Thursday 7 March 2013

*insert Bonnie Tyler joke*

So, after weeks of rumour, or weeks of people telling everyone who it was and being told not to repeat it, the BBC have decided to announce....

Bonnie Tyler.




Bonnie Tyler, I assumed, being born in the mid-80s after her career had faded a bit, was a one-hit wonder of probably the definitive cheesey 80s power ballad, Total Eclipse of the Heart. It's not a song that I think anyone can take seriously, but undoubtedly, you've heard of it. (at least watch the literal video version!)

But, apparently she's been power-ballading all over Europe as a fairly gracefully-surgeried 61 year old. (If you squint, she's like Cascada in clothes.) So she has a new song.

I never thought Engelbert Humperdinck's song was that bad last year, and I blame its second-to-last spot on its position in the running order (Since Tooji came last, I wouldn't blame it on his age.) Tyler's song is in that guitar-pop ballad genre of pleasantness that I don't really like, like Denmarks past few entries. I don't like that, it's far too sappy, but lots of other people do.

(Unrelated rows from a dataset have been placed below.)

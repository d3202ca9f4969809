use clap::Parser;
use directories::ProjectDirs;
use std::fs::File;
use std::io::{self, BufReader};
use std::path::PathBuf;
use todoz::api::TodozApi;
use todoz::config::TodozConfig;
use todoz::error::Result;
use todoz::logging::init_tracing;
use todoz::store::memory::InMemoryStore;

mod args;
mod cli;
use args::{Cli, Commands};

fn main() {
    let cli = Cli::parse();
    init_tracing(cli.verbose);

    if let Err(e) = run(cli) {
        tracing::error!(error = %e, "command failed");
        eprintln!("Error: {}", e);
        std::process::exit(1);
    }
}

fn run(cli: Cli) -> Result<()> {
    let config = load_config(cli.config.as_ref())?;
    let pretty = config.pretty_json && !cli.compact;
    let mut api = TodozApi::new(InMemoryStore::new(), config);

    match cli.command {
        Some(Commands::Demo) | None => cli::demo::run(&mut api, pretty)?,
        Some(Commands::Run { file }) => handle_run(&mut api, file, pretty)?,
    }

    let store = api.store();
    tracing::info!(
        users = store.user_count(),
        todos = store.todo_count(),
        "store state at exit"
    );
    Ok(())
}

fn load_config(explicit: Option<&PathBuf>) -> Result<TodozConfig> {
    let dir = match explicit {
        Some(dir) => dir.clone(),
        None => match ProjectDirs::from("com", "todoz", "todoz") {
            Some(dirs) => dirs.config_dir().to_path_buf(),
            None => return Ok(TodozConfig::default()),
        },
    };
    tracing::debug!(dir = %dir.display(), "loading config");
    TodozConfig::load(dir)
}

fn handle_run(api: &mut TodozApi<InMemoryStore>, file: Option<PathBuf>, pretty: bool) -> Result<()> {
    let handled = match file {
        Some(path) => cli::script::run(api, BufReader::new(File::open(path)?), pretty)?,
        None => cli::script::run(api, io::stdin().lock(), pretty)?,
    };
    tracing::info!(handled, "requests processed");
    Ok(())
}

I suspect the build-up did not help this one. I mean, they could have just announced it ages ago, instead of keeping it as some big secret. They were never going to get any love for their entrant though, whoever they chose. As far the miserable media is concerned, Eurovision is a bunch of gay foreigners. And no one is EVER going to be good enough. Because no one is ever going to be Bucksfizz.

The BBC seems to think the rest of the competition was frozen in time with that song. Everyone hates Bucksfizz. They were terrible, even in the 80s. It was a dated song even then. Bonnie Tyler's biggest hits of the 80s are more contemporary than Bucksfizz. And they weren't even the last time the UK won. Apart from a blip in the 90s when they were a bit good, and they won, the BBC have just been consistently acting like it's still 1981. And IT ISN'T.

Careers don't fade because you stopped being cool and popular, and Humperdinck and Tyler are both credible singers with continuing success beyond the British Isles (yep, that does happen!), but they are not really very modern, which is the key problem. The UK needs to get something modern.